Le régime de la communauté de meubles et acquêts, qui est l’ancien régime
légal, connaît la même structure, à la différence que tous les biens meubles sont
communs même lorsqu’ils ont été acquis par donation ou succession pendant le
mariage.
Dans le régime de la communauté universelle, tous les biens du couple sont
communs.
Apport d’un bien propre
Chaque époux peut faire apport librement de ses biens propres (c’est-à-dire pour
l’essentiel, des biens dont l’époux est propriétaire au jour de la célébration du
mariage ou qu’il a acquis pendant le mariage par succession, donation ou legs ou
à la suite d’un emploi ou d’un remploi).
Apport d’un bien commun
Deux questions se posent ici :
L’un des époux peut-il seul apporter un bien commun à une société (sans obtenir
l’accord de son conjoint) ?
À la suite de cet apport de bien commun, qui devient associé ? Uniquement
l’époux qui a réalisé l’apport ou les deux époux ensemble ?

Un époux peut-il décider seul d’apporter un bien commun à une société ?


La réponse varie selon la forme juridique de la société bénéficiaire de l’apport.
Si l’apport est réalisé au profit d’une SA, d’une SCA ou d’une SAS, l’un ou
l’autre des époux peut réaliser seul l’apport d’un bien commun. L’autorisation du
conjoint n’est pas nécessaire. Il n’est même pas exigé d’en informer le conjoint.
En revanche, si l’apport d’un bien commun est effectué au profit d’une société
civile, d’une SNC, d’une SCS ou d’une SARL, l’apporteur doit en informer son
conjoint et justifier de cette information dans l’acte d’apport (art. 1832-2 al. 1er
C. civ.).
Toutefois, certains biens sont soumis à des règles particulières, quelle que soit la
forme juridique de la société concernée :
pour un bien faisant partie de la communauté et nécessaire à l’exercice de
l’activité professionnelle d’un époux, seul ce dernier peut en faire apport à une
société (art. 1421 al. 2 C. civ.) ;
en cas d’apport d’un immeuble, d’un fonds de commerce, d’une exploitation
(agricole ou artisanale par exemple), de droits sociaux non négociables (parts
de société civile, SNC, SCS, SARL) ou de meubles corporels dont l’aliénation
est soumise à publicité (yachts, avions mais non les automobiles) relevant de la
communauté : il est indispensable d’obtenir son accord pour réaliser l’apport
(art. 1424 et 1425 C. civ.).
Lors d’un apport de bien commun réalisé par un seul des époux, qui
devient associé ? Le conjoint qui réalise l’apport ou les deux époux
ensemble ?
En principe, lorsque seul l’un des époux réalise un apport à une société, la qualité
d’associé appartient à celui qui fait l’apport ou réalise l’acquisition.
Toutefois, dans les SNC, SCS, SARL et sociétés civiles, la qualité d’associé peut
être également reconnue au conjoint, pour la moitié des parts souscrites ou
acquises, mais à la condition qu’il notifie à la société son intention d’être
personnellement associé.

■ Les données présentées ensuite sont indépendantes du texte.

impl InMemoryForum {
    /// Create an empty forum.
    pub fn new(client_id: impl Into<String>, name: impl Into<String>) -> Self {
        Self {
            client_id: client_id.into(),
            name: name.into(),
            reply_depth: DEFAULT_REPLY_DEPTH,
            data: RwLock::new(ForumData::default()),
            loaders: OpaqueCodec::new(),
            actions: OpaqueCodec::new(),
        }
    }

    /// Create an empty forum using the configured reply depth.
    pub fn with_config(client_id: impl Into<String>, name: impl Into<String>, config: &GraphConfig) -> Self {
        Self::new(client_id, name).with_reply_depth(config.reply_depth)
    }

    /// Set the number of reply levels filled before a loader is emitted.
    pub fn with_reply_depth(mut self, reply_depth: usize) -> Self {
        self.reply_depth = reply_depth;
        self
    }

    /// Reply levels filled before a loader is emitted.
    pub fn reply_depth(&self) -> usize {
        self.reply_depth
    }

    /// Add or replace a community.
    pub fn add_community(&self, name: impl Into<String>, title: impl Into<String>, description: Option<String>) -> ForumBase {
        let name = name.into();
        self.data.write().communities.insert(
            name.clone(),
            Community {
                title: title.into(),
                description,
            },
        );
        ForumBase::Community { name }
    }

    /// Start a thread in an existing community.
    pub fn add_thread(
        &self,
        community: &str,
        author: impl Into<String>,
        title: impl Into<String>,
        body: impl Into<String>,
    ) -> Result<ForumBase, AdapterError> {
        let mut data = self.data.write();
        if !data.communities.contains_key(community) {
            return Err(AdapterError::UnknownLocator(format!("/c/{}", community)));
        }
        let id = data.allocate_id();
        data.threads.insert(
            id,
            Thread {
                community: community.to_string(),
                author: author.into(),
                title: title.into(),
                body: body.into(),
                score: 0,
                created: Utc::now(),
            },
        );
        Ok(ForumBase::Thread {
            community: community.to_string(),
            id,
        })
    }

    /// Reply to a thread or comment.
    pub fn add_comment(
        &self,
        to: &ForumBase,
        author: impl Into<String>,
        body: impl Into<String>,
    ) -> Result<ForumBase, AdapterError> {
        let mut data = self.data.write();
        let (thread, parent) = match to {
            ForumBase::Thread { community, id } if data.thread_in(community, *id).is_some() => (*id, None),
            ForumBase::Comment { thread, id, .. } if data.comment_in(*thread, *id).is_some() => {
                (*thread, Some(*id))
            }
            ForumBase::Thread { .. } | ForumBase::Comment { .. } => {
                return Err(AdapterError::UnknownLocator(to.locator()));
            }
            ForumBase::Client | ForumBase::Community { .. } => {
                return Err(AdapterError::UnsupportedBase(to.kind().to_string()));
            }
        };
        let id = data.allocate_id();
        data.comments.insert(
            id,
            Comment {
                thread,
                parent,
                author: author.into(),
                body: body.into(),
                score: 0,
                deleted: false,
                created: Utc::now(),
            },
        );
        data.base_of_comment(id)
            .ok_or_else(|| AdapterError::UnknownLocator(to.locator()))
    }

    /// Mark a comment deleted. Returns whether the comment existed.
    pub fn delete_comment(&self, id: u64) -> bool {
        match self.data.write().comments.get_mut(&id) {
            Some(comment) => {
                comment.deleted = true;
                true
            }
            None => false,
        }
    }

    /// Adjust the score of a thread or comment. Returns whether it existed.
    pub fn vote(&self, target: &ForumBase, delta: i64) -> bool {
        let mut data = self.data.write();
        let score = match target {
            ForumBase::Thread { community, id } => data
                .threads
                .get_mut(id)
                .filter(|t| &t.community == community)
                .map(|t| &mut t.score),
            ForumBase::Comment { thread, id, .. } => data
                .comments
                .get_mut(id)
                .filter(|c| c.thread == *thread && !c.deleted)
                .map(|c| &mut c.score),
            ForumBase::Client | ForumBase::Community { .. } => None,
        };
        match score {
            Some(score) => {
                *score += delta;
                true
            }
            None => false,
        }
    }

    /// Map a locator to the object it names.
    pub fn route(locator: &str) -> Result<ForumBase, AdapterError> {
        static ROUTE: OnceLock<Regex> = OnceLock::new();
        let route = ROUTE.get_or_init(|| {
            Regex::new(r"^/(?:c/([A-Za-z0-9_]+)(?:/t/([0-9]+)(?:/([0-9]+))?)?)?$")
                .expect("locator pattern is valid")
        });

        let unknown = || AdapterError::UnknownLocator(locator.to_string());
        let caps = route.captures(locator).ok_or_else(unknown)?;
        let number = |i: usize| -> Result<Option<u64>, AdapterError> {
            caps.get(i)
                .map(|m| m.as_str().parse::<u64>().map_err(|_| unknown()))
                .transpose()
        };

        let community = caps.get(1).map(|m| m.as_str().to_string());
        Ok(match (community, number(2)?, number(3)?) {
            (None, _, _) => ForumBase::Client,
            (Some(name), None, _) => ForumBase::Community { name },
            (Some(community), Some(id), None) => ForumBase::Thread { community, id },
            (Some(community), Some(thread), Some(id)) => ForumBase::Comment { community, thread, id },
        })
    }

    /// Fill `base` with known replies, after its ancestors.
    ///
    /// A missing or deleted pivot resolves to an error entry on its own.
    fn fill_pivot(&self, b: &mut GraphBuilder<'_>, data: &ForumData, base: &ForumBase) -> Result<PostLink, AdapterError> {
        if let ReadResult::Error(message) = self.content_of(data, base)? {
            return b.fill_error(base, message);
        }
        b.fill(base, |b| {
            let parent = data
                .parent_of(base)
                .map(|parent| self.fill_ancestor(b, data, &parent))
                .transpose()?;
            self.build(b, data, base, parent, Some(self.reply_depth))
        })
    }

    /// Fill `base` and its ancestors with unknown replies.
    fn fill_ancestor(&self, b: &mut GraphBuilder<'_>, data: &ForumData, base: &ForumBase) -> Result<PostLink, AdapterError> {
        b.fill(base, |b| {
            let parent = data
                .parent_of(base)
                .map(|parent| self.fill_ancestor(b, data, &parent))
                .transpose()?;
            self.build(b, data, base, parent, None)
        })
    }

    /// Fill `base` under an already linked parent.
    fn fill_reply(
        &self,
        b: &mut GraphBuilder<'_>,
        data: &ForumData,
        base: &ForumBase,
        parent: &PostLink,
        depth: usize,
    ) -> Result<PostLink, AdapterError> {
        b.fill(base, |b| self.build(b, data, base, Some(parent.clone()), Some(depth)))
    }

    /// Build the node for `base`. `depth` is `None` for unknown replies,
    /// otherwise the number of reply levels still to fill.
    fn build(
        &self,
        b: &mut GraphBuilder<'_>,
        data: &ForumData,
        base: &ForumBase,
        parent: Option<PostLink>,
        depth: Option<usize>,
    ) -> Result<ReadResult<PostNode>, AdapterError> {
        let content = match self.content_of(data, base)? {
            ReadResult::Data(content) => content,
            ReadResult::Error(message) => return Ok(ReadResult::Error(message)),
        };

        let replies = match depth {
            None => None,
            Some(depth) => {
                let link = base.link()?;
                let children = data.children_of(base);
                let items = if depth == 0 && !children.is_empty() {
                    let token = self.loaders.encode(&LoaderRequest::Horizontal {
                        fill_replies_of: base.clone(),
                    })?;
                    let count = u32::try_from(children.len()).ok();
                    vec![b.loader(Some(link), count, token)]
                } else {
                    children
                        .iter()
                        .map(|child| self.fill_reply(b, data, child, &link, depth.saturating_sub(1)))
                        .collect::<Result<Vec<_>, _>>()?
                };
                let mut replies = Replies::of(items);
                if matches!(base, ForumBase::Thread { .. } | ForumBase::Comment { .. }) {
                    replies = replies.with_reply(ReplyAffordance {
                        action: self.actions.encode(&ForumAction::Reply { to: base.clone() })?,
                    });
                }
                Some(replies)
            }
        };

        Ok(ReadResult::Data(b.post(Some(base.locator()), parent, replies, content)))
    }

    fn content_of(&self, data: &ForumData, base: &ForumBase) -> Result<ReadResult<PostContent>, AdapterError> {
        Ok(match base {
            ForumBase::Client => ReadResult::Data(PostContent::Client {
                name: self.name.clone(),
            }),
            ForumBase::Community { name } => match data.communities.get(name) {
                Some(community) => ReadResult::Data(PostContent::Page {
                    title: community.title.clone(),
                    body: community.description.clone(),
                }),
                None => ReadResult::error(format!("community {} not found", name)),
            },
            ForumBase::Thread { community, id } => match data.thread_in(community, *id) {
                Some(thread) => ReadResult::Data(PostContent::Post(PostBody {
                    title: Some(thread.title.clone()),
                    body: Some(thread.body.clone()),
                    author: Some(self.author(&thread.author)),
                    time: Some(thread.created),
                    collapsible: None,
                    actions: self.vote_buttons(base, thread.score)?,
                })),
                None => ReadResult::error(format!("thread {} not found", id)),
            },
            ForumBase::Comment { thread, id, .. } => match data.comment_in(*thread, *id) {
                Some(comment) if comment.deleted => ReadResult::error(format!("comment {} was deleted", id)),
                Some(comment) => ReadResult::Data(PostContent::Post(PostBody {
                    title: None,
                    body: Some(comment.body.clone()),
                    author: Some(self.author(&comment.author)),
                    time: Some(comment.created),
                    collapsible: Some(Collapsible {
                        default_collapsed: comment.score <= COLLAPSE_SCORE,
                    }),
                    actions: self.vote_buttons(base, comment.score)?,
                })),
                None => ReadResult::error(format!("comment {} not found", id)),
            },
        })
    }

    fn author(&self, name: &str) -> Author {
        Author {
            name: name.to_string(),
            url: Some(format!("/u/{}", name)),
        }
    }

    fn vote_buttons(&self, target: &ForumBase, score: i64) -> Result<Vec<ActionButton>, AdapterError> {
        Ok(vec![
            ActionButton {
                label: "upvote".to_string(),
                count: Some(score),
                action: self.actions.encode(&ForumAction::Vote {
                    target: target.clone(),
                    delta: 1,
                })?,
            },
            ActionButton {
                label: "downvote".to_string(),
                count: None,
                action: self.actions.encode(&ForumAction::Vote {
                    target: target.clone(),
                    delta: -1,
                })?,
            },
        ])
    }

    /// Build a fragment that re-fills `base` with fresh replies.
    fn refill(&self, base: &ForumBase) -> Result<ContentStore, AdapterError> {
        let data = self.data.read();
        let mut content = ContentStore::new();
        let mut builder = GraphBuilder::new(&mut content, self.client_id.clone());
        let parent = data.parent_of(base).map(|p| p.link()).transpose()?;
        builder.fill(base, |b| self.build(b, &data, base, parent, Some(self.reply_depth)))?;
        Ok(content)
    }
}
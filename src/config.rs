//! Runtime configuration.
//!
//! ## Environment variables
//!
//! - `CONTENT_GRAPH_FENCE_STALE`: drop fragments from superseded fetches (default: true)
//! - `CONTENT_GRAPH_REPLY_DEPTH`: reply levels an adapter fills before emitting a loader (default: 3)
//! - `LOG_FORMAT`: "json" for structured logs, "pretty" for development (default: json)

use serde::{Deserialize, Serialize};

/// Default number of reply levels filled per page.
pub const DEFAULT_REPLY_DEPTH: usize = 3;

/// Log output format.
#[derive(Debug, Clone, Copy, PartialEq, Eq, Default, Serialize, Deserialize)]
#[serde(rename_all = "snake_case")]
pub enum LogFormat {
    /// Structured JSON, one event per line.
    #[default]
    Json,
    /// Human-readable output for local development.
    Pretty,
}

impl std::str::FromStr for LogFormat {
    type Err = String;

    fn from_str(s: &str) -> Result<Self, Self::Err> {
        match s.to_lowercase().as_str() {
            "json" => Ok(Self::Json),
            "pretty" => Ok(Self::Pretty),
            other => Err(format!("unknown log format: {}", other)),
        }
    }
}

/// Configuration for the content manager.
#[derive(Debug, Clone, PartialEq, Eq, Serialize, Deserialize)]
pub struct ManagerConfig {
    /// When set, a fenced merge skips links already written by a newer fetch.
    pub fence_stale_fetches: bool,
}

impl Default for ManagerConfig {
    fn default() -> Self {
        Self {
            fence_stale_fetches: true,
        }
    }
}

/// Top-level configuration.
#[derive(Debug, Clone, PartialEq, Eq, Serialize, Deserialize)]
pub struct GraphConfig {
    /// Content manager settings.
    pub manager: ManagerConfig,
    /// Reply levels an adapter fills before emitting a loader.
    pub reply_depth: usize,
    /// Log output format.
    pub log_format: LogFormat,
}

impl Default for GraphConfig {
    fn default() -> Self {
        Self {
            manager: ManagerConfig::default(),
            reply_depth: DEFAULT_REPLY_DEPTH,
            log_format: LogFormat::default(),
        }
    }
}

impl GraphConfig {
    /// Create configuration from environment variables.
    ///
    /// Unset or unparsable variables fall back to defaults.
    pub fn from_env() -> Self {
        Self::from_lookup(|name| std::env::var(name).ok())
    }

    /// Create configuration from an arbitrary variable lookup.
    pub fn from_lookup(lookup: impl Fn(&str) -> Option<String>) -> Self {
        let defaults = Self::default();

        let fence_stale_fetches = lookup("CONTENT_GRAPH_FENCE_STALE")
            .and_then(|v| parse_bool(&v))
            .unwrap_or(defaults.manager.fence_stale_fetches);

        let reply_depth = lookup("CONTENT_GRAPH_REPLY_DEPTH")
            .and_then(|v| v.parse().ok())
            .unwrap_or(defaults.reply_depth);

        let log_format = lookup("LOG_FORMAT")
            .and_then(|v| v.parse().ok())
            .unwrap_or(defaults.log_format);

        Self {
            manager: ManagerConfig { fence_stale_fetches },
            reply_depth,
            log_format,
        }
    }
}

fn parse_bool(s: &str) -> Option<bool> {
    match s.to_lowercase().as_str() {
        "1" | "true" | "yes" | "on" => Some(true),
        "0" | "false" | "no" | "off" => Some(false),
        _ => None,
    }
}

Cette possibilité n’existe pas, en revanche, pour les SA,
SCA et SAS.
Quand l’époux apporteur a outrepassé ses pouvoirs sur les biens communs,
l’autre, à moins qu’il n’ait ratifié l’acte, peut en demander l’annulation dans un
délai de 2 ans à compter de la découverte de l’acte.
FOCUS
Apport par un époux d’un bien meuble « qu’il détient
individuellement »
Dans le but d’assurer la sécurité des tiers qui contractent avec l’un des époux, l’article 222 du
Code civil édicte une règle, applicable quel que soit le régime matrimonial adopté, selon
laquelle :
« Si l’un des époux se présente seul pour faire un acte d’administration, de jouissance ou de
disposition sur un bien meuble qu’il détient individuellement, il est réputé, à l’égard des tiers de
bonne foi, avoir le pouvoir de faire seul cet acte. »
En conséquence, tout époux qui se présente avec dans ses mains, soit de l’argent, soit des
actions d’une autre société, peut librement entrer seul dans une société. Cet article 222 du
Code civil établit une présomption absolue à l’égard des tiers de bonne foi qui ne sont pas tenus
de rechercher si l’époux avec lequel ils contractent a un réel pouvoir de disposer du bien qui
fait l’objet de cette convention.

2. Les sociétés entre époux


Deux époux peuvent, seuls ou avec des tiers, être associés dans une même
société. Dans ce cas, les deux époux réalisent chacun un apport. Ils peuvent
même être les seuls associés d’une société.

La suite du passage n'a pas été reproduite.